_Problem statement_: When the string "failed" appears in a line of the records, show the whole line.

[Records drawn from a dataset]
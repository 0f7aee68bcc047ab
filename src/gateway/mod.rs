#![forbid(unsafe_code)]

//! Graph store access for the recommenders.
//!
//! A [`GraphGateway`] runs one [`QueryAst`] per session: it acquires a session
//! from its [`SessionSource`], executes the query and drops the session before
//! returning, on success and on failure alike. Sessions release their
//! resources in `Drop`.

use std::collections::BTreeMap;
use std::fmt;
use std::sync::Arc;

use serde::Serialize;
use tracing::{debug, error, warn, Level};

use crate::error::{GraphError, Result};
use crate::query::{ast::QueryAst, cypher, Value};

/// Pattern-match evaluation over [`MemoryGraph`].
mod executor;

/// In-process property-graph store.
pub mod memory;

pub use memory::MemoryGraph;

/// A single acquired connection to the graph store.
///
/// Implementations release the underlying connection when dropped.
pub trait GraphSession {
    /// Executes one query.
    fn run(&mut self, query: &QueryAst) -> Result<QueryResult>;

    /// Issues a trivial round-trip to verify connectivity.
    fn ping(&mut self) -> Result<()>;
}

/// Source of scoped graph sessions.
pub trait SessionSource: Send + Sync {
    /// Acquires a session; the returned guard releases it on drop.
    fn acquire(&self) -> Result<Box<dyn GraphSession + '_>>;

    /// Short human-readable description used in logs.
    fn describe(&self) -> String;
}

/// Executes graph queries with one scoped session per query.
#[derive(Clone)]
pub struct GraphGateway {
    source: Arc<dyn SessionSource>,
}

impl fmt::Debug for GraphGateway {
    fn fmt(&self, f: &mut fmt::Formatter<'_>) -> fmt::Result {
        f.debug_struct("GraphGateway")
            .field("source", &self.source.describe())
            .finish()
    }
}

impl GraphGateway {
    /// Wraps a session source.
    pub fn new<S>(source: S) -> Self
    where
        S: SessionSource + 'static,
    {
        Self {
            source: Arc::new(source),
        }
    }

    /// Wraps an already shared session source.
    pub fn from_shared(source: Arc<dyn SessionSource>) -> Self {
        Self { source }
    }

    /// Runs `query` inside a freshly acquired session.
    pub fn run(&self, query: &QueryAst) -> Result<QueryResult> {
        if tracing::enabled!(Level::DEBUG) {
            let compiled = cypher::compile(query);
            debug!(query = %compiled.text, params = ?compiled.params, "running graph query");
        }
        let mut session = self.source.acquire().map_err(|err| {
            warn!(source = %self.source.describe(), %err, "failed to acquire graph session");
            err
        })?;
        let result = session.run(query);
        drop(session);

        match result {
            Ok(result) => {
                debug!(rows = result.rows.len(), "graph query finished");
                Ok(result)
            }
            Err(err) => {
                error!(source = %self.source.describe(), %err, "graph query failed");
                Err(err)
            }
        }
    }

    /// Reports whether a session can be acquired and answers a ping.
    pub fn health_check(&self) -> bool {
        match self.source.acquire().and_then(|mut session| session.ping()) {
            Ok(()) => true,
            Err(err) => {
                warn!(source = %self.source.describe(), %err, "graph health check failed");
                false
            }
        }
    }

    /// Description of the underlying store.
    pub fn describe(&self) -> String {
        self.source.describe()
    }
}

/// Materialised result returned by a session.
#[derive(Debug, Default, Clone)]
pub struct QueryResult {
    /// The rows returned by the query.
    pub rows: Vec<Record>,
}

impl QueryResult {
    /// Returns true when no rows were produced.
    pub fn is_empty(&self) -> bool {
        self.rows.is_empty()
    }
}

impl IntoIterator for QueryResult {
    type Item = Record;
    type IntoIter = std::vec::IntoIter<Record>;

    fn into_iter(self) -> Self::IntoIter {
        self.rows.into_iter()
    }
}

/// Single output row represented as a mapping from alias to value.
#[derive(Debug, Default, Clone, PartialEq, Serialize)]
pub struct Record(BTreeMap<String, Value>);

impl Record {
    /// Wraps a column map.
    pub fn new(columns: BTreeMap<String, Value>) -> Self {
        Self(columns)
    }

    /// Raw access to a column.
    pub fn get(&self, column: &str) -> Option<&Value> {
        self.0.get(column)
    }

    fn column(&self, column: &str) -> Result<&Value> {
        self.0
            .get(column)
            .ok_or_else(|| GraphError::MissingColumn(column.to_owned()))
    }

    /// Reads a non-null string column.
    pub fn str(&self, column: &str) -> Result<&str> {
        self.column(column)?
            .as_str()
            .ok_or_else(|| GraphError::ColumnType {
                column: column.to_owned(),
                expected: "string",
            })
    }

    /// Reads a string column that may be null.
    pub fn opt_str(&self, column: &str) -> Result<Option<&str>> {
        match self.column(column)? {
            Value::Null => Ok(None),
            Value::String(s) => Ok(Some(s)),
            _ => Err(GraphError::ColumnType {
                column: column.to_owned(),
                expected: "string or null",
            }),
        }
    }

    /// Reads an integer column; null reads as `None`.
    pub fn opt_int(&self, column: &str) -> Result<Option<i64>> {
        match self.column(column)? {
            Value::Null => Ok(None),
            Value::Int(v) => Ok(Some(*v)),
            _ => Err(GraphError::ColumnType {
                column: column.to_owned(),
                expected: "integer or null",
            }),
        }
    }

    /// Reads a boolean column; null reads as `None`.
    pub fn opt_bool(&self, column: &str) -> Result<Option<bool>> {
        match self.column(column)? {
            Value::Null => Ok(None),
            Value::Bool(v) => Ok(Some(*v)),
            _ => Err(GraphError::ColumnType {
                column: column.to_owned(),
                expected: "boolean or null",
            }),
        }
    }

    /// Reads a list-of-strings column such as `labels(n)`.
    pub fn strings(&self, column: &str) -> Result<Vec<&str>> {
        let list = self
            .column(column)?
            .as_list()
            .ok_or_else(|| GraphError::ColumnType {
                column: column.to_owned(),
                expected: "list",
            })?;
        list.iter()
            .map(|value| {
                value.as_str().ok_or_else(|| GraphError::ColumnType {
                    column: column.to_owned(),
                    expected: "list of strings",
                })
            })
            .collect()
    }
}

#[cfg(test)]
mod tests {
    use super::*;

    fn record(pairs: &[(&str, Value)]) -> Record {
        Record::new(
            pairs
                .iter()
                .map(|(k, v)| (k.to_string(), v.clone()))
                .collect(),
        )
    }

    #[test]
    fn typed_accessors_report_the_column() {
        let row = record(&[("itemId", Value::from("a")), ("year", Value::Int(1998))]);
        assert_eq!(row.str("itemId").expect("string"), "a");
        assert_eq!(row.opt_int("year").expect("int"), Some(1998));
        assert!(matches!(
            row.str("missing"),
            Err(GraphError::MissingColumn(col)) if col == "missing"
        ));
        assert!(matches!(
            row.str("year"),
            Err(GraphError::ColumnType { expected: "string", .. })
        ));
    }

    #[test]
    fn nulls_read_as_none() {
        let row = record(&[("name", Value::Null)]);
        assert_eq!(row.opt_str("name").expect("nullable"), None);
    }

    #[test]
    fn label_lists_decode() {
        let row = record(&[("labels", Value::from(vec!["Genre", "Tag"]))]);
        assert_eq!(row.strings("labels").expect("labels"), vec!["Genre", "Tag"]);
    }
}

_Solution to this exercise_:
            warn!(source = %self.source.describe(), %err, "failed to acquire graph session");
                error!(source = %self.source.describe(), %err, "graph query failed");
                warn!(source = %self.source.describe(), %err, "graph health check failed");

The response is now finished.